Summary: Using native plants in your landscape can be fun. Obtaining plants can take some work, especially if your are collecting them in their natural growing area. Read these tips on collecting, propagation and care of native plants.
Question: We would like to collect some natives plants to establish them in our home garden. Do you have any tips on how to collect and handle them when we bring them home and plant or nurseries that may grow them? Casey, Martinsville, VA
Answer: Casey, where to obtain native plants can take some work – but very rewarding? There are several reliable dealers who either propagate their own stock or grow collected plants under cultivation for a time before selling them. These nurseries can usually supply a good variety of desirable species.
If you have opportunities for it, collecting your own plants from the wild is fun. And, provided you take certain precautions, it is highly successful and in keeping with sound conservation practice. First and foremost, though, make sure your collecting activities do not violate any state conservation laws. Then, having assured yourself of this, be guided by the following principles:
- Take up practically all of the root system, keep the entire plant damp and replant promptly.

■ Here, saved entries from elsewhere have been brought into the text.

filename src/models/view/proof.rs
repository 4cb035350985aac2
use chrono::{DateTime, Utc};
use serde::{Deserialize, Serialize};

use super::bounty::BountyView;
use super::record_key;
use crate::entities::bounty::bounty_proof_entity::{BountyProof, ProofStatus};

#[derive(Debug, Serialize, Deserialize)]
#[serde(rename_all = "camelCase")]
pub struct ProofView {
    pub id: String,
    pub bounty_id: String,
    pub submitter_pubkey: String,
    pub proof_url: String,
    pub description: String,
    pub status: ProofStatus,
    pub reviewer_pubkey: Option<String>,
    pub review_notes: Option<String>,
    pub created_at: Option<DateTime<Utc>>,
    pub reviewed_at: Option<DateTime<Utc>>,
}

impl From<BountyProof> for ProofView {
    fn from(proof: BountyProof) -> Self {
        ProofView {
            id: record_key(&proof.id),
            bounty_id: record_key(&proof.bounty),
            submitter_pubkey: record_key(&proof.submitter),
            proof_url: proof.proof_url,
            description: proof.description,
            status: proof.status,
            reviewer_pubkey: proof.reviewer.as_ref().map(record_key),
            review_notes: proof.review_notes,
            created_at: proof.created_at,
            reviewed_at: proof.reviewed_at,
        }
    }
}

/// A proof after a write, with the bounty it affected.
#[derive(Debug, Serialize, Deserialize)]
#[serde(rename_all = "camelCase")]
pub struct ProofWithBountyView {
    pub proof: ProofView,
    pub bounty: BountyView,
}
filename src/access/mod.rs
pub mod bounty;
pub mod workspace_role;
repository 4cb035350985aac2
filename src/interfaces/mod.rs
pub mod identity;
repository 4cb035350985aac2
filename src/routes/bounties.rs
use std::sync::Arc;

use axum::extract::{Path, State};
use axum::routing::{get, patch, post};
use axum::Router;

use crate::entities::bounty::{bounty_entity, bounty_proof_entity};
use crate::middleware::ctx::Ctx;
use crate::middleware::error::CtxResult;
use crate::middleware::mw_ctx::CtxState;
use crate::middleware::utils::extractor_utils::JsonValidated;
use crate::middleware::utils::string_utils::get_table_thing;
use crate::models::api_response::ApiResponse;
use crate::models::view::activity::ActivityView;
use crate::models::view::bounty::{BountyAssignmentView, BountyView};
use crate::models::view::proof::{ProofView, ProofWithBountyView};
use crate::services::assignment_service::{AssignInput, AssignmentService};
use crate::services::bounty_service::{BountyService, UpdateBountyInput};
use crate::services::proof_service::{ProofService, ReviewProofInput, SubmitProofInput};

pub fn routes() -> Router<Arc<CtxState>> {
    Router::new()
        .route(
            "/api/bounties/:bounty_id",
            get(get_bounty).patch(update_bounty).delete(delete_bounty),
        )
        .route(
            "/api/bounties/:bounty_id/assign",
            post(assign_bounty).delete(unassign_bounty),
        )
        .route("/api/bounties/:bounty_id/complete", post(complete_bounty))
        .route("/api/bounties/:bounty_id/activities", get(get_activities))
        .route(
            "/api/bounties/:bounty_id/proofs",
            get(get_proofs).post(submit_proof),
        )
        .route(
            "/api/bounties/:bounty_id/proofs/:proof_id",
            patch(review_proof).delete(delete_proof),
        )
}

async fn get_bounty(
    State(state): State<Arc<CtxState>>,
    ctx: Ctx,
    Path(bounty_id): Path<String>,
) -> CtxResult<ApiResponse<BountyView>> {
    let bounty_id =
        get_table_thing(bounty_entity::TABLE_NAME, &bounty_id).map_err(|e| ctx.to_ctx_error(e))?;
    let bounty = BountyService::new(&state.db.client, &ctx)
        .get(&bounty_id)
        .await?;
    Ok(ApiResponse::ok(bounty.into()))
}

async fn update_bounty(
    State(state): State<Arc<CtxState>>,
    ctx: Ctx,
    Path(bounty_id): Path<String>,
    JsonValidated(data): JsonValidated<UpdateBountyInput>,
) -> CtxResult<ApiResponse<BountyView>> {
    let bounty_id =
        get_table_thing(bounty_entity::TABLE_NAME, &bounty_id).map_err(|e| ctx.to_ctx_error(e))?;
    let bounty = BountyService::new(&state.db.client, &ctx)
        .update(&bounty_id, data)
        .await?;
    Ok(ApiResponse::ok(bounty.into()))
}

async fn delete_bounty(
    State(state): State<Arc<CtxState>>,
    ctx: Ctx,
    Path(bounty_id): Path<String>,
) -> CtxResult<ApiResponse<BountyView>> {
    let bounty_id =
        get_table_thing(bounty_entity::TABLE_NAME, &bounty_id).map_err(|e| ctx.to_ctx_error(e))?;
    let bounty = BountyService::new(&state.db.client, &ctx)
        .delete(&bounty_id)
        .await?;
    Ok(ApiResponse::ok(bounty.into()))
}

async fn assign_bounty(
    State(state): State<Arc<CtxState>>,
    ctx: Ctx,
    Path(bounty_id): Path<String>,
    JsonValidated(data): JsonValidated<AssignInput>,
) -> CtxResult<ApiResponse<BountyAssignmentView>> {
    let bounty_id =
        get_table_thing(bounty_entity::TABLE_NAME, &bounty_id).map_err(|e| ctx.to_ctx_error(e))?;
    let (bounty, assignee) = AssignmentService::new(&state.db.client, &ctx)
        .assign(&bounty_id, data)
        .await?;
    Ok(ApiResponse::ok(BountyAssignmentView {
        bounty: bounty.into(),
        assignee: assignee.map(Into::into),
    }))
}

async fn unassign_bounty(
    State(state): State<Arc<CtxState>>,
    ctx: Ctx,
    Path(bounty_id): Path<String>,
) -> CtxResult<ApiResponse<BountyView>> {
    let bounty_id =
        get_table_thing(bounty_entity::TABLE_NAME, &bounty_id).map_err(|e| ctx.to_ctx_error(e))?;
    let bounty = AssignmentService::new(&state.db.client, &ctx)
        .unassign(&bounty_id)
        .await?;
    Ok(ApiResponse::ok(bounty.into()))
}

async fn complete_bounty(
    State(state): State<Arc<CtxState>>,
    ctx: Ctx,
    Path(bounty_id): Path<String>,
) -> CtxResult<ApiResponse<BountyView>> {
    let bounty_id =
        get_table_thing(bounty_entity::TABLE_NAME, &bounty_id).map_err(|e| ctx.to_ctx_error(e))?;
    let bounty = BountyService::new(&state.db.client, &ctx)
        .complete(&bounty_id)
        .await?;
    Ok(ApiResponse::ok(bounty.into()))
}

async fn get_activities(
    State(state): State<Arc<CtxState>>,
    ctx: Ctx,
    Path(bounty_id): Path<String>,
) -> CtxResult<ApiResponse<Vec<ActivityView>>> {
    let bounty_id =
        get_table_thing(bounty_entity::TABLE_NAME, &bounty_id).map_err(|e| ctx.to_ctx_error(e))?;
    let list = BountyService::new(&state.db.client, &ctx)
        .activities(&bounty_id)
        .await?;
    Ok(ApiResponse::ok(list.into_iter().map(Into::into).collect()))
}

async fn get_proofs(
    State(state): State<Arc<CtxState>>,
    ctx: Ctx,
    Path(bounty_id): Path<String>,
) -> CtxResult<ApiResponse<Vec<ProofView>>> {
    let bounty_id =
        get_table_thing(bounty_entity::TABLE_NAME, &bounty_id).map_err(|e| ctx.to_ctx_error(e))?;
    let list = ProofService::new(&state.db.client, &ctx)
        .list(&bounty_id)
        .await?;
    Ok(ApiResponse::ok(list.into_iter().map(Into::into).collect()))
}

async fn submit_proof(
    State(state): State<Arc<CtxState>>,
    ctx: Ctx,
    Path(bounty_id): Path<String>,
    JsonValidated(data): JsonValidated<SubmitProofInput>,
) -> CtxResult<ApiResponse<ProofWithBountyView>> {
    let bounty_id =
        get_table_thing(bounty_entity::TABLE_NAME, &bounty_id).map_err(|e| ctx.to_ctx_error(e))?;
    let (proof, bounty) = ProofService::new(&state.db.client, &ctx)
        .submit(&bounty_id, data)
        .await?;
    Ok(ApiResponse::ok(ProofWithBountyView {
        proof: proof.into(),
        bounty: bounty.into(),
    }))
}

async fn review_proof(
    State(state): State<Arc<CtxState>>,
    ctx: Ctx,
    Path((bounty_id, proof_id)): Path<(String, String)>,
    JsonValidated(data): JsonValidated<ReviewProofInput>,
) -> CtxResult<ApiResponse<ProofWithBountyView>> {
    let bounty_id =
        get_table_thing(bounty_entity::TABLE_NAME, &bounty_id).map_err(|e| ctx.to_ctx_error(e))?;
    let proof_id = get_table_thing(bounty_proof_entity::TABLE_NAME, &proof_id)
        .map_err(|e| ctx.to_ctx_error(e))?;
    let (proof, bounty) = ProofService::new(&state.db.client, &ctx)
        .review(&bounty_id, &proof_id, data)
        .await?;
    Ok(ApiResponse::ok(ProofWithBountyView {
        proof: proof.into(),
        bounty: bounty.into(),
    }))
}

async fn delete_proof(
    State(state): State<Arc<CtxState>>,
    ctx: Ctx,
    Path((bounty_id, proof_id)): Path<(String, String)>,
) -> CtxResult<ApiResponse<BountyView>> {
    let bounty_id =
        get_table_thing(bounty_entity::TABLE_NAME, &bounty_id).map_err(|e| ctx.to_ctx_error(e))?;
    let proof_id = get_table_thing(bounty_proof_entity::TABLE_NAME, &proof_id)
        .map_err(|e| ctx.to_ctx_error(e))?;
    let bounty = ProofService::new(&state.db.client, &ctx)
        .delete(&bounty_id, &proof_id)
        .await?;
    Ok(ApiResponse::ok(bounty.into()))
}
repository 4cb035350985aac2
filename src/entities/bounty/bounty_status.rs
use serde::{Deserialize, Serialize};
use strum::{Display, EnumString};

use crate::entities::workspace::workspace_budget_entity::LedgerOp;
use crate::middleware::error::{AppError, AppResult};

#[derive(
    Debug, Clone, Copy, PartialEq, Eq, Hash, Serialize, Deserialize, Display, EnumString,
)]
#[serde(rename_all = "SCREAMING_SNAKE_CASE")]
#[strum(serialize_all = "SCREAMING_SNAKE_CASE")]
pub enum BountyStatus {
    Draft,
    Open,
    Assigned,
    InReview,
    Completed,
    Paid,
    Cancelled,
}

use BountyStatus::*;

static TRANSITIONS: [(BountyStatus, &[BountyStatus]); 7] = [
    (Draft, &[Open, Cancelled]),
    (Open, &[Assigned, Cancelled]),
    (Assigned, &[Open, InReview, Cancelled]),
    (InReview, &[Assigned, Paid, Cancelled]),
    (Paid, &[Completed]),
    (Completed, &[]),
    (Cancelled, &[]),
];

impl BountyStatus {
    pub const ALL: [BountyStatus; 7] = [Draft, Open, Assigned, InReview, Completed, Paid, Cancelled];

    pub fn allowed_targets(self) -> &'static [BountyStatus] {
        TRANSITIONS
            .iter()
            .find(|(from, _)| *from == self)
            .map(|(_, to)| *to)
            .unwrap_or(&[])
    }

    pub fn can_transition_to(self, to: BountyStatus) -> bool {
        self.allowed_targets().contains(&to)
    }

    pub fn transition_to(self, to: BountyStatus) -> AppResult<BountyStatus> {
        if self.can_transition_to(to) {
            Ok(to)
        } else {
            Err(AppError::InvalidTransition {
                from: self.to_string(),
                to: to.to_string(),
            })
        }
    }

    pub fn is_terminal(self) -> bool {
        self.allowed_targets().is_empty()
    }

    /// Statuses in which the bounty must have an assignee.
    pub fn holds_assignee(self) -> bool {
        matches!(self, Assigned | InReview | Completed | Paid)
    }

    /// Statuses in which the bounty amount sits in the reserved budget.
    pub fn holds_reservation(self) -> bool {
        matches!(self, Assigned | InReview)
    }

    pub fn is_deletable(self) -> bool {
        matches!(self, Draft | Open | Cancelled)
    }

    pub fn allows_amount_change(self) -> bool {
        matches!(self, Draft | Open | Assigned | InReview)
    }
}

/// Timestamp written when a bounty enters a status.
#[derive(Debug, Clone, Copy, PartialEq, Eq)]
pub enum BountyStamp {
    AssignedAt,
    PaidAt,
    CompletedAt,
}

impl BountyStamp {
    pub fn field(self) -> &'static str {
        match self {
            BountyStamp::AssignedAt => "assigned_at",
            BountyStamp::PaidAt => "paid_at",
            BountyStamp::CompletedAt => "completed_at",
        }
    }
}

/// Side effects bound to one edge of the status table.
#[derive(Debug, Clone, Default, PartialEq, Eq)]
pub struct TransitionEffects {
    pub ledger: Option<LedgerOp>,
    pub stamp: Option<BountyStamp>,
    pub clears_assignee: bool,
}

/// Validates a single edge and returns what it does to the ledger and the bounty.
pub fn transition_effects(
    from: BountyStatus,
    to: BountyStatus,
    amount: u64,
) -> AppResult<TransitionEffects> {
    from.transition_to(to)?;
    let effects = match (from, to) {
        (Open, Assigned) => TransitionEffects {
            ledger: Some(LedgerOp::Reserve(amount)),
            stamp: Some(BountyStamp::AssignedAt),
            clears_assignee: false,
        },
        (Assigned, Open) | (Assigned, Cancelled) | (InReview, Cancelled) => TransitionEffects {
            ledger: Some(LedgerOp::Release(amount)),
            stamp: None,
            clears_assignee: true,
        },
        (InReview, Paid) => TransitionEffects {
            ledger: Some(LedgerOp::Settle(amount)),
            stamp: Some(BountyStamp::PaidAt),
            clears_assignee: false,
        },
        (Paid, Completed) => TransitionEffects {
            stamp: Some(BountyStamp::CompletedAt),
            ..Default::default()
        },
        _ => TransitionEffects::default(),
    };
    Ok(effects)
}

/// Effects of walking several edges in a row, e.g. `IN_REVIEW -> PAID -> COMPLETED`.
pub fn walk_effects(
    from: BountyStatus,
    path: &[BountyStatus],
    amount: u64,
) -> AppResult<Vec<TransitionEffects>> {
    let mut current = from;
    let mut effects = Vec::with_capacity(path.len());
    for next in path {
        effects.push(transition_effects(current, *next, amount)?);
        current = *next;
    }
    Ok(effects)
}

#[cfg(test)]
mod tests {
    use super::*;
    use crate::entities::workspace::workspace_budget_entity::BudgetBalance;
    use std::str::FromStr;

    #[test]
    fn table_matches_lifecycle() {
        assert!(Draft.can_transition_to(Open));
        assert!(Draft.can_transition_to(Cancelled));
        assert!(Open.can_transition_to(Assigned));
        assert!(Assigned.can_transition_to(Open));
        assert!(Assigned.can_transition_to(InReview));
        assert!(InReview.can_transition_to(Assigned));
        assert!(InReview.can_transition_to(Paid));
        assert!(Paid.can_transition_to(Completed));

        assert!(!InReview.can_transition_to(Completed));
        assert!(!Open.can_transition_to(InReview));
        assert!(!Paid.can_transition_to(Cancelled));
        assert!(Completed.is_terminal());
        assert!(Cancelled.is_terminal());
        assert!(!Paid.is_terminal());
    }

    #[test]
    fn draft_to_completed_names_both_statuses() {
        let err = Draft.transition_to(Completed).unwrap_err();
        assert_eq!(
            err,
            AppError::InvalidTransition {
                from: "DRAFT".to_string(),
                to: "COMPLETED".to_string()
            }
        );
        assert!(err.to_string().contains("DRAFT"));
        assert!(err.to_string().contains("COMPLETED"));
    }

    #[test]
    fn self_transitions_are_rejected() {
        for status in BountyStatus::ALL {
            assert!(status.transition_to(status).is_err(), "{status}");
        }
    }

    #[test]
    fn status_names_round_trip() {
        for status in BountyStatus::ALL {
            let name = status.to_string();
            assert_eq!(BountyStatus::from_str(&name).unwrap(), status);
            let json = serde_json::to_string(&status).unwrap();
            assert_eq!(json, format!("\"{name}\""));
        }
        assert_eq!(InReview.to_string(), "IN_REVIEW");
    }

    // Every edge of the table keeps the assignee and reservation invariants
    // when applied to a bounty that satisfied them before.
    #[test]
    fn every_edge_preserves_invariants() {
        let amount = 700;
        for from in BountyStatus::ALL {
            for to in from.allowed_targets() {
                let effects = transition_effects(from, *to, amount).unwrap();

                let had_assignee = from.holds_assignee();
                let has_assignee = if effects.clears_assignee {
                    false
                } else {
                    // entering ASSIGNED from OPEN sets the assignee
                    had_assignee || (from == Open && *to == Assigned)
                };
                assert_eq!(has_assignee, to.holds_assignee(), "{from} -> {to}");

                let mut balance = BudgetBalance::default()
                    .apply(LedgerOp::Deposit(1_000))
                    .unwrap();
                if from.holds_reservation() {
                    balance = balance.apply(LedgerOp::Reserve(amount)).unwrap();
                }
                if let Some(op) = effects.ledger {
                    balance = balance.apply(op).unwrap();
                }
                assert!(balance.is_balanced());
                let expected_reserved = if to.holds_reservation() { amount } else { 0 };
                assert_eq!(balance.reserved_budget, expected_reserved, "{from} -> {to}");
            }
        }
    }

    #[test]
    fn completion_walk_settles_once() {
        let effects = walk_effects(InReview, &[Paid, Completed], 50).unwrap();
        assert_eq!(effects.len(), 2);
        assert_eq!(effects[0].ledger, Some(LedgerOp::Settle(50)));
        assert_eq!(effects[0].stamp, Some(BountyStamp::PaidAt));
        assert_eq!(effects[1].ledger, None);
        assert_eq!(effects[1].stamp, Some(BountyStamp::CompletedAt));
    }

    #[test]
    fn unassign_walk_from_review_releases_once() {
        let effects = walk_effects(InReview, &[Assigned, Open], 50).unwrap();
        assert_eq!(effects[0], TransitionEffects::default());
        assert_eq!(effects[1].ledger, Some(LedgerOp::Release(50)));
        assert!(effects[1].clears_assignee);
    }

    #[test]
    fn walk_stops_at_invalid_edge() {
        let err = walk_effects(Open, &[Assigned, Paid], 50).unwrap_err();
        assert_eq!(
            err,
            AppError::InvalidTransition {
                from: "ASSIGNED".to_string(),
                to: "PAID".to_string()
            }
        );
    }
}
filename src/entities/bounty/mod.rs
pub mod bounty_activity_entity;
pub mod bounty_entity;
pub mod bounty_proof_entity;
pub mod bounty_status;
use std::sync::Arc;

use axum::extract::{Path, Query, State};
use axum::routing::{get, patch, post};
use axum::Router;
use serde_json::{json, Value};

use crate::entities::bounty::bounty_entity;
use crate::entities::workspace::workspace_entity;
use crate::middleware::ctx::Ctx;
use crate::middleware::error::CtxResult;
use crate::middleware::mw_ctx::CtxState;
use crate::middleware::utils::extractor_utils::JsonValidated;
use crate::middleware::utils::string_utils::get_table_thing;
use crate::models::api_response::{ApiResponse, PaginationMeta};
use crate::models::view::bounty::{BountyAssignmentView, BountyView};
use crate::models::view::workspace::{BudgetView, WorkspaceMemberView, WorkspaceView};
use crate::services::assignment_service::AssignmentService;
use crate::services::bounty_service::{BountyListQuery, BountyService, CreateBountyInput};
use crate::services::workspace_service::{
    AddMemberInput, CreateWorkspaceInput, DepositInput, UpdateMemberInput, WorkspaceService,
};

pub fn routes() -> Router<Arc<CtxState>> {
    Router::new()
        .route("/api/workspaces", post(create_workspace))
        .route("/api/workspaces/:workspace_id", get(get_workspace))
        .route(
            "/api/workspaces/:workspace_id/members",
            get(get_members).post(add_member),
        )
        .route(
            "/api/workspaces/:workspace_id/members/:pubkey",
            patch(update_member).delete(remove_member),
        )
        .route("/api/workspaces/:workspace_id/budget", get(get_budget))
        .route("/api/workspaces/:workspace_id/budget/deposit", post(deposit))
        .route(
            "/api/workspaces/:workspace_id/bounties",
            get(list_bounties).post(create_bounty),
        )
        .route(
            "/api/workspaces/:workspace_id/bounties/:bounty_id/claim",
            patch(claim_bounty),
        )
        .route(
            "/api/workspaces/:workspace_id/bounties/:bounty_id/complete",
            patch(complete_bounty),
        )
}

async fn create_workspace(
    State(state): State<Arc<CtxState>>,
    ctx: Ctx,
    JsonValidated(data): JsonValidated<CreateWorkspaceInput>,
) -> CtxResult<ApiResponse<WorkspaceView>> {
    let workspace = WorkspaceService::new(&state.db.client, &ctx)
        .create(data)
        .await?;
    Ok(ApiResponse::ok(workspace.into()))
}

async fn get_workspace(
    State(state): State<Arc<CtxState>>,
    ctx: Ctx,
    Path(workspace_id): Path<String>,
) -> CtxResult<ApiResponse<WorkspaceView>> {
    let workspace_id = get_table_thing(workspace_entity::TABLE_NAME, &workspace_id)
        .map_err(|e| ctx.to_ctx_error(e))?;
    let workspace = WorkspaceService::new(&state.db.client, &ctx)
        .get(&workspace_id)
        .await?;
    Ok(ApiResponse::ok(workspace.into()))
}

async fn get_members(
    State(state): State<Arc<CtxState>>,
    ctx: Ctx,
    Path(workspace_id): Path<String>,
) -> CtxResult<ApiResponse<Vec<WorkspaceMemberView>>> {
    let workspace_id = get_table_thing(workspace_entity::TABLE_NAME, &workspace_id)
        .map_err(|e| ctx.to_ctx_error(e))?;
    let members = WorkspaceService::new(&state.db.client, &ctx)
        .members(&workspace_id)
        .await?;
    Ok(ApiResponse::ok(members.into_iter().map(Into::into).collect()))
}

async fn add_member(
    State(state): State<Arc<CtxState>>,
    ctx: Ctx,
    Path(workspace_id): Path<String>,
    JsonValidated(data): JsonValidated<AddMemberInput>,
) -> CtxResult<ApiResponse<WorkspaceMemberView>> {
    let workspace_id = get_table_thing(workspace_entity::TABLE_NAME, &workspace_id)
        .map_err(|e| ctx.to_ctx_error(e))?;
    let member = WorkspaceService::new(&state.db.client, &ctx)
        .add_member(&workspace_id, data)
        .await?;
    Ok(ApiResponse::ok(member.into()))
}

async fn update_member(
    State(state): State<Arc<CtxState>>,
    ctx: Ctx,
    Path((workspace_id, pubkey)): Path<(String, String)>,
    JsonValidated(data): JsonValidated<UpdateMemberInput>,
) -> CtxResult<ApiResponse<WorkspaceMemberView>> {
    let workspace_id = get_table_thing(workspace_entity::TABLE_NAME, &workspace_id)
        .map_err(|e| ctx.to_ctx_error(e))?;
    let member = WorkspaceService::new(&state.db.client, &ctx)
        .update_member(&workspace_id, &pubkey, data)
        .await?;
    Ok(ApiResponse::ok(member.into()))
}

async fn remove_member(
    State(state): State<Arc<CtxState>>,
    ctx: Ctx,
    Path((workspace_id, pubkey)): Path<(String, String)>,
) -> CtxResult<ApiResponse<Value>> {
    let workspace_id = get_table_thing(workspace_entity::TABLE_NAME, &workspace_id)
        .map_err(|e| ctx.to_ctx_error(e))?;
    WorkspaceService::new(&state.db.client, &ctx)
        .remove_member(&workspace_id, &pubkey)
        .await?;
    Ok(ApiResponse::ok(json!({ "userPubkey": pubkey })))
}

async fn get_budget(
    State(state): State<Arc<CtxState>>,
    ctx: Ctx,
    Path(workspace_id): Path<String>,
) -> CtxResult<ApiResponse<BudgetView>> {
    let workspace_id = get_table_thing(workspace_entity::TABLE_NAME, &workspace_id)
        .map_err(|e| ctx.to_ctx_error(e))?;
    let budget = WorkspaceService::new(&state.db.client, &ctx)
        .budget(&workspace_id)
        .await?;
    Ok(ApiResponse::ok(budget.into()))
}

async fn deposit(
    State(state): State<Arc<CtxState>>,
    ctx: Ctx,
    Path(workspace_id): Path<String>,
    JsonValidated(data): JsonValidated<DepositInput>,
) -> CtxResult<ApiResponse<BudgetView>> {
    let workspace_id = get_table_thing(workspace_entity::TABLE_NAME, &workspace_id)
        .map_err(|e| ctx.to_ctx_error(e))?;
    let budget = WorkspaceService::new(&state.db.client, &ctx)
        .deposit(&workspace_id, data)
        .await?;
    Ok(ApiResponse::ok(budget.into()))
}

async fn create_bounty(
    State(state): State<Arc<CtxState>>,
    ctx: Ctx,
    Path(workspace_id): Path<String>,
    JsonValidated(data): JsonValidated<CreateBountyInput>,
) -> CtxResult<ApiResponse<BountyView>> {
    let workspace_id = get_table_thing(workspace_entity::TABLE_NAME, &workspace_id)
        .map_err(|e| ctx.to_ctx_error(e))?;
    let bounty = BountyService::new(&state.db.client, &ctx)
        .create(&workspace_id, data)
        .await?;
    Ok(ApiResponse::ok(bounty.into()))
}

async fn list_bounties(
    State(state): State<Arc<CtxState>>,
    ctx: Ctx,
    Path(workspace_id): Path<String>,
    Query(query): Query<BountyListQuery>,
) -> CtxResult<ApiResponse<Vec<BountyView>>> {
    let workspace_id = get_table_thing(workspace_entity::TABLE_NAME, &workspace_id)
        .map_err(|e| ctx.to_ctx_error(e))?;
    let (list, total, pagination) = BountyService::new(&state.db.client, &ctx)
        .list(
            &workspace_id,
            query,
            state.default_page_size,
            state.max_page_size,
        )
        .await?;
    Ok(ApiResponse::paginated(
        list.into_iter().map(Into::into).collect(),
        PaginationMeta {
            start: pagination.start,
            count: pagination.count,
            total,
        },
    ))
}

async fn claim_bounty(
    State(state): State<Arc<CtxState>>,
    ctx: Ctx,
    Path((workspace_id, bounty_id)): Path<(String, String)>,
) -> CtxResult<ApiResponse<BountyAssignmentView>> {
    let workspace_id = get_table_thing(workspace_entity::TABLE_NAME, &workspace_id)
        .map_err(|e| ctx.to_ctx_error(e))?;
    let bounty_id = get_table_thing(bounty_entity::TABLE_NAME, &bounty_id)
        .map_err(|e| ctx.to_ctx_error(e))?;
    let bounty = BountyService::new(&state.db.client, &ctx)
        .get_in_workspace(&workspace_id, &bounty_id)
        .await?;
    let (bounty, assignee) = AssignmentService::new(&state.db.client, &ctx)
        .claim(&bounty)
        .await?;
    Ok(ApiResponse::ok(BountyAssignmentView {
        bounty: bounty.into(),
        assignee: assignee.map(Into::into),
    }))
}

async fn complete_bounty(
    State(state): State<Arc<CtxState>>,
    ctx: Ctx,
    Path((workspace_id, bounty_id)): Path<(String, String)>,
) -> CtxResult<ApiResponse<BountyView>> {
    let workspace_id = get_table_thing(workspace_entity::TABLE_NAME, &workspace_id)
        .map_err(|e| ctx.to_ctx_error(e))?;
    let bounty_id = get_table_thing(bounty_entity::TABLE_NAME, &bounty_id)
        .map_err(|e| ctx.to_ctx_error(e))?;
    let service = BountyService::new(&state.db.client, &ctx);
    service.get_in_workspace(&workspace_id, &bounty_id).await?;
    let bounty = service.complete(&bounty_id).await?;
    Ok(ApiResponse::ok(bounty.into()))
}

- Leave at least six plants for every one that you collect unless the stand is doomed by approaching road construction, building development, drainage project or other inevitable destruction which justifies you in rescuing as many as you can.
- If the plants are on private property. explain your plan to the owner and obtain his permission before you start in.
- Don’t tell all your friends where you have been and don’t urge them to go there and help themselves.
- Provide soil and other growing conditions similar to that from which the plant comes.
Actually, the most constructive and in many ways, the most satisfying method of obtaining an ample supply of the particular plants you want is to grow your own from seed, cuttings, layers, root divisions or other conventional methods of propagation. This is no more difficult than with the general run of cultivated garden plants. The procedures and materials are practically identical except that, in my experience, late winter and early spring seed sowing in the house or under glass is too tricky to be depended upon.
To give you an idea of the sort of results you can expect from following nature’s basic principles under controlled conditions, it is possible to obtain several hundred seedlings of trailing arbutus from seed sown in a single flat and to flower them in three or four years. A similar number of cardinal flowers will begin to bloom in their second year from seed.
Cold Frame Virtually Essential
A substantial coldframe equipped with slat sun-screens in addition to the regular sash is virtually essential for best results in home propagation of wild flowers. If you plan to use cuttings as well as seeds, get a 2-sash frame and divide it with a tight board partition, installed under the center support bar. Thus, one side of the frame can be used for cuttings and the other for seeds, each operated to provide the conditions most favorable to its content. Coarse, clean sand or a sand and peatmoss mixture can be used to root most kinds of cuttings. One third each of sand, loam and leafmold or fine peatmoss forms a standard sowing medium for seeds. For acid-soil plants the humus portion of the mixture should be strongly acid; oak leaves that have rotted just enough to lose all semblance of foliage are excellent for the purpose.
Whether you buy or collect your perennial wild flower seeds, sow them at once regardless of season. This is nature’s way. There is no simpler plan than to follow her lead and even improve on it by providing better storm, rodent and insect protection through use of the frame.
As with most cultivated garden plants, rooted cuttings, divisions and seedlings of will flowers should be transplanted at least once before going into their permanent locations. Personally. I prefer to make the first shift into individual pots which are then plunged to their rims in damp peatmoss and kept moderately moist until the roots have filled their containers.